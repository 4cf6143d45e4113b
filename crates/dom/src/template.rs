//! Reusable structural templates and small DOM-builder helpers.
//!
//! A [`Template`] is described once (typically per element type) and cloned into
//! a fresh container for every instance.

use anyhow::Error;
use indextree::NodeId;

use crate::dom::Document;

/// Declarative description of a node and its subtree.
#[derive(Debug, Clone, PartialEq, Eq)]
pub enum TemplateNode {
    Element {
        tag: String,
        attrs: Vec<(String, String)>,
        children: Vec<TemplateNode>,
    },
    Text(String),
}

impl TemplateNode {
    pub fn element(tag: &str) -> Self {
        Self::Element {
            tag: tag.to_owned(),
            attrs: Vec::new(),
            children: Vec::new(),
        }
    }

    pub fn text_node(text: &str) -> Self {
        Self::Text(text.to_owned())
    }

    /// Add an attribute. Has no effect on text nodes.
    #[must_use]
    pub fn attr(mut self, name: &str, value: &str) -> Self {
        if let Self::Element { attrs, .. } = &mut self {
            attrs.push((name.to_owned(), value.to_owned()));
        }
        self
    }

    /// Append a child. Has no effect on text nodes.
    #[must_use]
    pub fn child(mut self, node: Self) -> Self {
        if let Self::Element { children, .. } = &mut self {
            children.push(node);
        }
        self
    }

    /// Append a text child.
    #[must_use]
    pub fn text(self, text: &str) -> Self {
        self.child(Self::text_node(text))
    }

    fn build(&self, doc: &mut Document, parent: NodeId) -> Result<NodeId, Error> {
        match self {
            Self::Element {
                tag,
                attrs,
                children,
            } => {
                let node = doc.create_element(tag);
                for (name, value) in attrs {
                    doc.set_attribute(node, name, value)?;
                }
                for child in children {
                    child.build(doc, node)?;
                }
                doc.append_child(parent, node)?;
                Ok(node)
            }
            Self::Text(text) => {
                let node = doc.create_text(text);
                doc.append_child(parent, node)?;
                Ok(node)
            }
        }
    }
}

/// An ordered list of template roots.
#[derive(Debug, Clone, Default, PartialEq, Eq)]
pub struct Template {
    roots: Vec<TemplateNode>,
}

impl Template {
    pub const fn new() -> Self {
        Self { roots: Vec::new() }
    }

    #[must_use]
    pub fn with(mut self, node: TemplateNode) -> Self {
        self.roots.push(node);
        self
    }

    pub fn roots(&self) -> &[TemplateNode] {
        &self.roots
    }

    pub fn is_empty(&self) -> bool {
        self.roots.is_empty()
    }
}

impl Document {
    /// Clone every root of `template` into `parent`, returning the created roots.
    ///
    /// Subtrees are assembled detached and inserted last, so each root produces a
    /// single connection record.
    ///
    /// # Errors
    /// Returns an error if `parent` cannot hold children.
    pub fn instantiate(&mut self, template: &Template, parent: NodeId) -> Result<Vec<NodeId>, Error> {
        template
            .roots
            .iter()
            .map(|root| root.build(self, parent))
            .collect()
    }

    /// Build a single node description below `parent`.
    ///
    /// # Errors
    /// Returns an error if `parent` cannot hold children.
    pub fn build(&mut self, parent: NodeId, node: &TemplateNode) -> Result<NodeId, Error> {
        node.build(self, parent)
    }
}
//! Last-value-wins frame scheduler.

use alloc::rc::Rc;
use core::cell::RefCell;
use core::mem;

use anyhow::Result;
use log::trace;

use crate::host::FrameHost;

/// Consumer invoked with a payload, once per frame at most through [`FrameScheduler::schedule`].
pub type Consumer<T> = Rc<dyn Fn(T) -> Result<()>>;

struct Slot<T> {
    payload: Option<T>,
    armed: bool,
}

/// Coalesces any number of `schedule` calls made before a frame into one consumer
/// call carrying the latest payload.
///
/// `call` is an independent, synchronous entry point: it neither consumes the
/// pending payload nor disarms a scheduled frame.
pub struct FrameScheduler<T> {
    slot: Rc<RefCell<Slot<T>>>,
    host: Rc<dyn FrameHost>,
    consumer: Consumer<T>,
}

impl<T: 'static> FrameScheduler<T> {
    pub fn new<F>(host: Rc<dyn FrameHost>, consumer: F) -> Self
    where
        F: Fn(T) -> Result<()> + 'static,
    {
        Self {
            slot: Rc::new(RefCell::new(Slot {
                payload: None,
                armed: false,
            })),
            host,
            consumer: Rc::new(consumer),
        }
    }

    /// Record `value` as the latest payload and arm a deferred run if idle.
    pub fn schedule(&self, value: T) {
        let arm = {
            let mut slot = self.slot.borrow_mut();
            if slot.payload.replace(value).is_some() {
                trace!("frame scheduler: payload superseded");
            }
            !mem::replace(&mut slot.armed, true)
        };
        if !arm {
            return;
        }
        let slot = Rc::clone(&self.slot);
        let consumer = Rc::clone(&self.consumer);
        self.host.run_next(Box::new(move || {
            // Disarm before invoking so the consumer may schedule the next frame.
            let payload = {
                let mut slot = slot.borrow_mut();
                slot.armed = false;
                slot.payload.take()
            };
            payload.map_or(Ok(()), |value| consumer(value))
        }));
    }

    /// Invoke the consumer now with `value`, leaving any scheduled run untouched.
    ///
    /// # Errors
    /// Returns whatever the consumer returns.
    pub fn call(&self, value: T) -> Result<()> {
        (self.consumer)(value)
    }

    pub fn is_armed(&self) -> bool {
        self.slot.borrow().armed
    }

    pub fn has_pending(&self) -> bool {
        self.slot.borrow().payload.is_some()
    }
}
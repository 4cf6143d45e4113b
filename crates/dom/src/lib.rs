#![allow(
    clippy::missing_docs_in_private_items,
    reason = "Internal implementation details don't need public documentation"
)]
#![allow(
    clippy::missing_inline_in_public_items,
    reason = "Inlining decisions left to compiler for this crate"
)]

//! Arena DOM used as the mount container for custom elements.
//!
//! The document records every mutation as a [`DOMUpdate`] so a host runtime can
//! derive connection and attribute notifications from it, and so mirrors can
//! follow the tree without touching it directly.

extern crate alloc;

pub mod dom;
pub mod style;
pub mod template;

pub use dom::updating::{DOMMirror, DOMSubscriber, DOMUpdate};
pub use dom::{DOMNode, Document, NodeKind, SharedDocument};
pub use indextree::NodeId;
pub use style::SharedStyle;
pub use template::{Template, TemplateNode};
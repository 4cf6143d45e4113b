use core::fmt;
use log::trace;

use crate::hub::EventHub;

/// Subscription key. Callers pick `Named` keys; `push` mints `Generated` ones.
#[derive(Clone, Debug, PartialEq, Eq, Hash, PartialOrd, Ord)]
pub enum HubKey {
    Named(String),
    Generated(u64),
}

impl From<&str> for HubKey {
    fn from(name: &str) -> Self {
        Self::Named(name.to_owned())
    }
}

impl From<String> for HubKey {
    fn from(name: String) -> Self {
        Self::Named(name)
    }
}

impl fmt::Display for HubKey {
    fn fmt(&self, out: &mut fmt::Formatter<'_>) -> fmt::Result {
        match self {
            Self::Named(name) => out.write_str(name),
            Self::Generated(id) => write!(out, "#{id}"),
        }
    }
}

/// Notification fired on a hub's subscription sub-hub.
#[derive(Clone, Debug, PartialEq, Eq)]
pub enum SubscriptionChange {
    Added(HubKey),
    /// Fired for every `remove` call. `existed` is false when the key was not registered.
    Removed { key: HubKey, existed: bool },
}

/// Insertion-ordered keyed storage shared by the hub flavours.
pub(crate) struct Registry<L> {
    entries: Vec<(HubKey, L)>,
    next_generated: u64,
    watchers: Option<Box<EventHub<SubscriptionChange>>>,
}

impl<L> Registry<L> {
    pub(crate) const fn new() -> Self {
        Self {
            entries: Vec::new(),
            next_generated: 0,
            watchers: None,
        }
    }

    /// Insert or overwrite. An overwritten key keeps its original firing position.
    pub(crate) fn insert(&mut self, key: HubKey, listener: L) {
        if let Some(slot) = self.entries.iter_mut().find(|(existing, _)| *existing == key) {
            slot.1 = listener;
        } else {
            self.entries.push((key.clone(), listener));
        }
        trace!("hub: subscribed {key}");
        self.notify(&SubscriptionChange::Added(key));
    }

    /// Mint a key that no live entry uses.
    pub(crate) fn fresh_key(&mut self) -> HubKey {
        loop {
            self.next_generated = self.next_generated.wrapping_add(1);
            let key = HubKey::Generated(self.next_generated);
            if !self.contains(&key) {
                return key;
            }
        }
    }

    pub(crate) fn remove(&mut self, key: &HubKey) -> Option<L> {
        let position = self.entries.iter().position(|(existing, _)| existing == key);
        self.notify(&SubscriptionChange::Removed {
            key: key.clone(),
            existed: position.is_some(),
        });
        let (_, listener) = self.entries.remove(position?);
        trace!("hub: unsubscribed {key}");
        Some(listener)
    }

    pub(crate) fn contains(&self, key: &HubKey) -> bool {
        self.entries.iter().any(|(existing, _)| existing == key)
    }

    pub(crate) fn len(&self) -> usize {
        self.entries.len()
    }

    pub(crate) fn clear(&mut self) {
        self.entries.clear();
    }

    pub(crate) fn iter(&self) -> impl Iterator<Item = (&HubKey, &L)> {
        self.entries.iter().map(|(key, listener)| (key, listener))
    }

    pub(crate) fn watchers(&mut self) -> &mut EventHub<SubscriptionChange> {
        self.watchers.get_or_insert_with(|| Box::new(EventHub::new()))
    }

    fn notify(&self, change: &SubscriptionChange) {
        if let Some(watchers) = &self.watchers {
            watchers.call(change);
        }
    }
}
use anyhow::{Error, anyhow};
use indextree::NodeId;
use tokio::sync::broadcast;

/// A mutation record produced by [`Document`](super::Document) and mirrored to subscribers.
#[derive(Debug, Clone, PartialEq, Eq)]
pub enum DOMUpdate {
    CreateElement {
        node: NodeId,
        tag: String,
    },
    CreateText {
        node: NodeId,
        text: String,
    },
    InsertNode {
        parent: NodeId,
        node: NodeId,
        pos: usize,
    },
    /// `value` is `None` when the attribute was removed.
    SetAttr {
        node: NodeId,
        name: String,
        old: Option<String>,
        value: Option<String>,
    },
    SetText {
        node: NodeId,
        text: String,
    },
    RemoveNode {
        node: NodeId,
        parent: NodeId,
    },
    AttachShadow {
        host: NodeId,
        root: NodeId,
    },
    /// The subtree rooted at `node` entered the live tree.
    Connected {
        node: NodeId,
    },
    /// The subtree rooted at `node` left the live tree.
    Disconnected {
        node: NodeId,
    },
}

/// A subscriber that receives `DOMUpdate` values and mirrors them into its own state.
pub trait DOMSubscriber {
    /// Apply a single `DOMUpdate` to the subscriber state.
    ///
    /// # Errors
    /// Implementations return an error when the update cannot be mirrored.
    fn apply_update(&mut self, update: DOMUpdate) -> Result<(), Error>;
}

/// Follows a broadcast stream of update batches and applies them to a subscriber.
pub struct DOMMirror<T: DOMSubscriber> {
    in_updater: broadcast::Receiver<Vec<DOMUpdate>>,
    mirror: T,
}

impl<T: DOMSubscriber> DOMMirror<T> {
    pub const fn new(in_updater: broadcast::Receiver<Vec<DOMUpdate>>, mirror: T) -> Self {
        Self { in_updater, mirror }
    }

    /// Drain and apply every pending batch without blocking.
    ///
    /// Lagged batches are skipped; the mirror is expected to tolerate gaps.
    ///
    /// # Errors
    /// Returns an error if the sender was dropped or the subscriber rejects an update.
    pub fn try_update_sync(&mut self) -> Result<(), Error> {
        use tokio::sync::broadcast::error::TryRecvError;
        loop {
            match self.in_updater.try_recv() {
                Ok(batch) => {
                    for update in batch {
                        self.mirror.apply_update(update)?;
                    }
                }
                Err(TryRecvError::Empty) => break,
                Err(TryRecvError::Lagged(skipped)) => {
                    log::warn!("DOM mirror lagged behind by {skipped} batches");
                }
                Err(TryRecvError::Closed) => {
                    return Err(anyhow!("DOM update channel was closed"));
                }
            }
        }
        Ok(())
    }

    pub const fn mirror(&self) -> &T {
        &self.mirror
    }

    pub const fn mirror_mut(&mut self) -> &mut T {
        &mut self.mirror
    }
}
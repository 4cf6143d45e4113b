//! Deferred-callback plumbing for per-frame work.
//!
//! The host supplies a [`FrameHost`] ("run this once, next frame"). On top of it,
//! [`FrameScheduler`] coalesces any number of requests made within a frame into a
//! single invocation carrying the latest payload, and [`ListFrameScheduler`]
//! accumulates discrete items into batches delivered together.

extern crate alloc;

pub mod clock;
pub mod host;
pub mod list;
pub mod single;

pub use clock::FrameClock;
pub use host::{FrameCallback, FrameHost, FrameQueue, ImmediateHost};
pub use list::{Batch, BatchConsumer, ListFrameScheduler, ListInput};
pub use single::{Consumer, FrameScheduler};
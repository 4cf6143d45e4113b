use alloc::rc::Rc;
use anyhow::{Error, anyhow, bail};
use core::cell::RefCell;
use indextree::{Arena, NodeId};
use log::trace;
use smallvec::SmallVec;

use crate::style::SharedStyle;
use updating::DOMUpdate;

mod printing;
pub mod updating;

/// A document shared between the host runtime and the deferred callbacks it schedules.
pub type SharedDocument = Rc<RefCell<Document>>;

#[derive(Debug, Clone, Default)]
pub enum NodeKind {
    #[default]
    Document,
    Element {
        tag: String,
    },
    Text {
        text: String,
    },
    /// Style-scoped container attached to an element. Styles adopted here apply
    /// only to the subtree below it.
    ShadowRoot {
        adopted: Vec<SharedStyle>,
    },
}

#[derive(Debug, Clone, Default)]
pub struct DOMNode {
    pub kind: NodeKind,
    pub attrs: SmallVec<(String, String), 4>,
}

impl DOMNode {
    fn with_kind(kind: NodeKind) -> Self {
        Self {
            kind,
            attrs: SmallVec::new(),
        }
    }
}

/// Arena-backed document tree.
///
/// Nodes are created detached and become part of the live tree once they are
/// appended below the root. Every mutation is recorded and can be drained with
/// [`Document::take_updates`].
pub struct Document {
    dom: Arena<DOMNode>,
    root: NodeId,
    updates: Vec<DOMUpdate>,
}

impl Document {
    pub fn new() -> Self {
        let mut dom = Arena::new();
        Self {
            root: dom.new_node(DOMNode::default()),
            dom,
            updates: Vec::new(),
        }
    }

    /// Wrap a fresh document for sharing with frame callbacks.
    pub fn shared() -> SharedDocument {
        Rc::new(RefCell::new(Self::new()))
    }

    pub const fn root(&self) -> NodeId {
        self.root
    }

    /// Drain the mutation records accumulated since the last call.
    pub fn take_updates(&mut self) -> Vec<DOMUpdate> {
        core::mem::take(&mut self.updates)
    }

    /// Records accumulated since the last drain, oldest first.
    pub fn pending_updates(&self) -> &[DOMUpdate] {
        &self.updates
    }

    pub fn has_updates(&self) -> bool {
        !self.updates.is_empty()
    }

    pub fn create_element(&mut self, tag: &str) -> NodeId {
        let tag = tag.to_ascii_lowercase();
        let node = self.dom.new_node(DOMNode::with_kind(NodeKind::Element { tag: tag.clone() }));
        self.updates.push(DOMUpdate::CreateElement { node, tag });
        node
    }

    pub fn create_text(&mut self, text: &str) -> NodeId {
        let node = self.dom.new_node(DOMNode::with_kind(NodeKind::Text {
            text: text.to_owned(),
        }));
        self.updates.push(DOMUpdate::CreateText {
            node,
            text: text.to_owned(),
        });
        node
    }

    /// Append `child` as the last child of `parent`, detaching it from any previous parent.
    ///
    /// # Errors
    /// Returns an error if either node is unknown, if `parent` cannot hold children,
    /// or if the insertion would create a cycle.
    pub fn append_child(&mut self, parent: NodeId, child: NodeId) -> Result<(), Error> {
        match &self.node(parent)?.kind {
            NodeKind::Text { .. } => bail!("text node {parent:?} cannot have children"),
            NodeKind::Document | NodeKind::Element { .. } | NodeKind::ShadowRoot { .. } => {}
        }
        match &self.node(child)?.kind {
            NodeKind::Document => bail!("the document root cannot be inserted"),
            NodeKind::ShadowRoot { .. } => bail!("shadow root {child:?} is owned by its host"),
            NodeKind::Element { .. } | NodeKind::Text { .. } => {}
        }
        if parent.ancestors(&self.dom).any(|ancestor| ancestor == child) {
            bail!("cannot insert {child:?} into its own subtree");
        }
        if self.parent(child).is_some() {
            self.remove(child)?;
        }
        let pos = self.children(parent).len();
        parent
            .checked_append(child, &mut self.dom)
            .map_err(|err| anyhow!("cannot append {child:?} to {parent:?}: {err}"))?;
        self.updates.push(DOMUpdate::InsertNode {
            parent,
            node: child,
            pos,
        });
        if self.is_connected(parent) {
            self.updates.push(DOMUpdate::Connected { node: child });
        }
        Ok(())
    }

    /// Detach `node` from its parent. The subtree stays alive and can be re-inserted.
    ///
    /// # Errors
    /// Returns an error if the node is unknown or is the document root.
    pub fn remove(&mut self, node: NodeId) -> Result<(), Error> {
        if node == self.root {
            bail!("the document root cannot be removed");
        }
        self.node(node)?;
        let Some(parent) = self.parent(node) else {
            trace!("remove({node:?}): already detached");
            return Ok(());
        };
        let was_connected = self.is_connected(node);
        node.detach(&mut self.dom);
        self.updates.push(DOMUpdate::RemoveNode { node, parent });
        if was_connected {
            self.updates.push(DOMUpdate::Disconnected { node });
        }
        Ok(())
    }

    /// Set an attribute, returning the previous value.
    ///
    /// # Errors
    /// Returns an error if the node is unknown or is not an element.
    pub fn set_attribute(
        &mut self,
        node: NodeId,
        name: &str,
        value: &str,
    ) -> Result<Option<String>, Error> {
        let attrs = self.element_attrs_mut(node)?;
        let name = name.to_ascii_lowercase();
        let old = if let Some(slot) = attrs.iter_mut().find(|(key, _)| *key == name) {
            Some(core::mem::replace(&mut slot.1, value.to_owned()))
        } else {
            attrs.push((name.clone(), value.to_owned()));
            None
        };
        self.updates.push(DOMUpdate::SetAttr {
            node,
            name,
            old: old.clone(),
            value: Some(value.to_owned()),
        });
        Ok(old)
    }

    /// Remove an attribute, returning the previous value. Removing a missing
    /// attribute records nothing.
    ///
    /// # Errors
    /// Returns an error if the node is unknown or is not an element.
    pub fn remove_attribute(&mut self, node: NodeId, name: &str) -> Result<Option<String>, Error> {
        let attrs = self.element_attrs_mut(node)?;
        let name = name.to_ascii_lowercase();
        let Some(index) = attrs.iter().position(|(key, _)| *key == name) else {
            return Ok(None);
        };
        let (_, old) = attrs.remove(index);
        self.updates.push(DOMUpdate::SetAttr {
            node,
            name,
            old: Some(old.clone()),
            value: None,
        });
        Ok(Some(old))
    }

    pub fn attribute(&self, node: NodeId, name: &str) -> Option<&str> {
        let node_ref = self.dom.get(node)?;
        node_ref
            .get()
            .attrs
            .iter()
            .find(|(key, _)| key.eq_ignore_ascii_case(name))
            .map(|(_, value)| value.as_str())
    }

    pub fn has_attribute(&self, node: NodeId, name: &str) -> bool {
        self.attribute(node, name).is_some()
    }

    pub fn attributes(&self, node: NodeId) -> impl Iterator<Item = (&str, &str)> {
        self.dom
            .get(node)
            .into_iter()
            .flat_map(|node_ref| node_ref.get().attrs.iter())
            .map(|(key, value)| (key.as_str(), value.as_str()))
    }

    /// Replace the contents of a text node.
    ///
    /// # Errors
    /// Returns an error if the node is unknown or is not a text node.
    pub fn set_text(&mut self, node: NodeId, text: &str) -> Result<(), Error> {
        let node_ref = self
            .dom
            .get_mut(node)
            .ok_or_else(|| anyhow!("unknown node {node:?}"))?;
        match &mut node_ref.get_mut().kind {
            NodeKind::Text { text: current } => {
                text.clone_into(current);
            }
            NodeKind::Document | NodeKind::Element { .. } | NodeKind::ShadowRoot { .. } => {
                bail!("{node:?} is not a text node");
            }
        }
        self.updates.push(DOMUpdate::SetText {
            node,
            text: text.to_owned(),
        });
        Ok(())
    }

    /// Replace every light-DOM child of `node` with a single text node.
    ///
    /// A lone text child is rewritten in place. Otherwise the old children are
    /// removed: text nodes are freed, elements are only detached so their
    /// disconnection can still be observed.
    ///
    /// # Errors
    /// Returns an error if the node cannot hold children.
    pub fn replace_text_content(&mut self, node: NodeId, text: &str) -> Result<NodeId, Error> {
        let children = self.children(node);
        if let [only] = children.as_slice()
            && self.text(*only).is_some()
        {
            self.set_text(*only, text)?;
            return Ok(*only);
        }
        for child in children {
            self.remove(child)?;
            if self.text(child).is_some() {
                child.remove_subtree(&mut self.dom);
            }
        }
        let text_node = self.create_text(text);
        self.append_child(node, text_node)?;
        Ok(text_node)
    }

    pub fn text(&self, node: NodeId) -> Option<&str> {
        match &self.dom.get(node)?.get().kind {
            NodeKind::Text { text } => Some(text.as_str()),
            NodeKind::Document | NodeKind::Element { .. } | NodeKind::ShadowRoot { .. } => None,
        }
    }

    /// Concatenated text of the light-DOM subtree below `node`.
    pub fn text_content(&self, node: NodeId) -> String {
        let mut out = String::new();
        self.collect_text(node, &mut out);
        out
    }

    fn collect_text(&self, node: NodeId, out: &mut String) {
        if let Some(text) = self.text(node) {
            out.push_str(text);
            return;
        }
        for child in self.children(node) {
            self.collect_text(child, out);
        }
    }

    pub fn tag(&self, node: NodeId) -> Option<&str> {
        match &self.dom.get(node)?.get().kind {
            NodeKind::Element { tag } => Some(tag.as_str()),
            NodeKind::Document | NodeKind::Text { .. } | NodeKind::ShadowRoot { .. } => None,
        }
    }

    pub fn kind(&self, node: NodeId) -> Option<&NodeKind> {
        self.dom.get(node).map(|node_ref| &node_ref.get().kind)
    }

    pub fn contains(&self, node: NodeId) -> bool {
        self.dom.get(node).is_some()
    }

    pub fn parent(&self, node: NodeId) -> Option<NodeId> {
        self.dom.get(node)?.parent()
    }

    /// Light-DOM children; the shadow root of a host is not one of them.
    pub fn children(&self, node: NodeId) -> Vec<NodeId> {
        if !self.contains(node) {
            return Vec::new();
        }
        node.children(&self.dom)
            .filter(|child| !self.is_shadow_root(*child))
            .collect()
    }

    /// Pre-order traversal including `node` itself and every shadow tree below it.
    pub fn descendants(&self, node: NodeId) -> Vec<NodeId> {
        if !self.contains(node) {
            return Vec::new();
        }
        node.descendants(&self.dom).collect()
    }

    /// True when `node` is reachable from the document root.
    pub fn is_connected(&self, node: NodeId) -> bool {
        self.contains(node) && node.ancestors(&self.dom).any(|ancestor| ancestor == self.root)
    }

    fn is_shadow_root(&self, node: NodeId) -> bool {
        matches!(self.kind(node), Some(NodeKind::ShadowRoot { .. }))
    }

    /// Attach a style-scoped container to `host`. Attaching twice returns the existing root.
    ///
    /// # Errors
    /// Returns an error if `host` is unknown or is not an element.
    pub fn attach_shadow(&mut self, host: NodeId) -> Result<NodeId, Error> {
        if self.tag(host).is_none() {
            bail!("shadow roots can only be attached to elements, got {host:?}");
        }
        if let Some(existing) = self.shadow_root(host) {
            return Ok(existing);
        }
        let root = self
            .dom
            .new_node(DOMNode::with_kind(NodeKind::ShadowRoot { adopted: Vec::new() }));
        host.checked_prepend(root, &mut self.dom)
            .map_err(|err| anyhow!("cannot attach shadow root to {host:?}: {err}"))?;
        self.updates.push(DOMUpdate::AttachShadow { host, root });
        Ok(root)
    }

    pub fn shadow_root(&self, host: NodeId) -> Option<NodeId> {
        if !self.contains(host) {
            return None;
        }
        host.children(&self.dom).find(|child| self.is_shadow_root(*child))
    }

    /// Adopt shared styles into a shadow root without copying their text.
    ///
    /// # Errors
    /// Returns an error if `root` is not a shadow root.
    pub fn adopt_styles(&mut self, root: NodeId, styles: &[SharedStyle]) -> Result<(), Error> {
        let node_ref = self
            .dom
            .get_mut(root)
            .ok_or_else(|| anyhow!("unknown node {root:?}"))?;
        match &mut node_ref.get_mut().kind {
            NodeKind::ShadowRoot { adopted } => {
                for style in styles {
                    if !adopted.iter().any(|existing| existing.ptr_eq(style)) {
                        adopted.push(style.clone());
                    }
                }
                Ok(())
            }
            NodeKind::Document | NodeKind::Element { .. } | NodeKind::Text { .. } => {
                Err(anyhow!("{root:?} is not a shadow root"))
            }
        }
    }

    pub fn adopted_styles(&self, root: NodeId) -> &[SharedStyle] {
        match self.kind(root) {
            Some(NodeKind::ShadowRoot { adopted }) => adopted,
            _ => &[],
        }
    }

    /// Find the first element with the given `id` below `scope`, without crossing
    /// into nested shadow trees.
    pub fn find_by_id(&self, scope: NodeId, id: &str) -> Option<NodeId> {
        if !self.contains(scope) {
            return None;
        }
        let mut stack = vec![scope];
        while let Some(current) = stack.pop() {
            if self.attribute(current, "id") == Some(id) && self.tag(current).is_some() {
                return Some(current);
            }
            let mut children: Vec<NodeId> = current
                .children(&self.dom)
                .filter(|child| !self.is_shadow_root(*child))
                .collect();
            children.reverse();
            stack.extend(children);
        }
        None
    }

    fn node(&self, node: NodeId) -> Result<&DOMNode, Error> {
        self.dom
            .get(node)
            .filter(|node_ref| !node_ref.is_removed())
            .map(indextree::Node::get)
            .ok_or_else(|| anyhow!("unknown node {node:?}"))
    }

    fn element_attrs_mut(
        &mut self,
        node: NodeId,
    ) -> Result<&mut SmallVec<(String, String), 4>, Error> {
        let node_ref = self
            .dom
            .get_mut(node)
            .ok_or_else(|| anyhow!("unknown node {node:?}"))?;
        let data = node_ref.get_mut();
        match data.kind {
            NodeKind::Element { .. } => Ok(&mut data.attrs),
            NodeKind::Document | NodeKind::Text { .. } | NodeKind::ShadowRoot { .. } => {
                Err(anyhow!("{node:?} is not an element"))
            }
        }
    }
}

******************************

» Problem to solve:
Go through the lines above and copy any that contain "broadcast".

» Answer:
use tokio::sync::broadcast;
/// Follows a broadcast stream of update batches and applies them to a subscriber.
    in_updater: broadcast::Receiver<Vec<DOMUpdate>>,
    pub const fn new(in_updater: broadcast::Receiver<Vec<DOMUpdate>>, mirror: T) -> Self {
        use tokio::sync::broadcast::error::TryRecvError;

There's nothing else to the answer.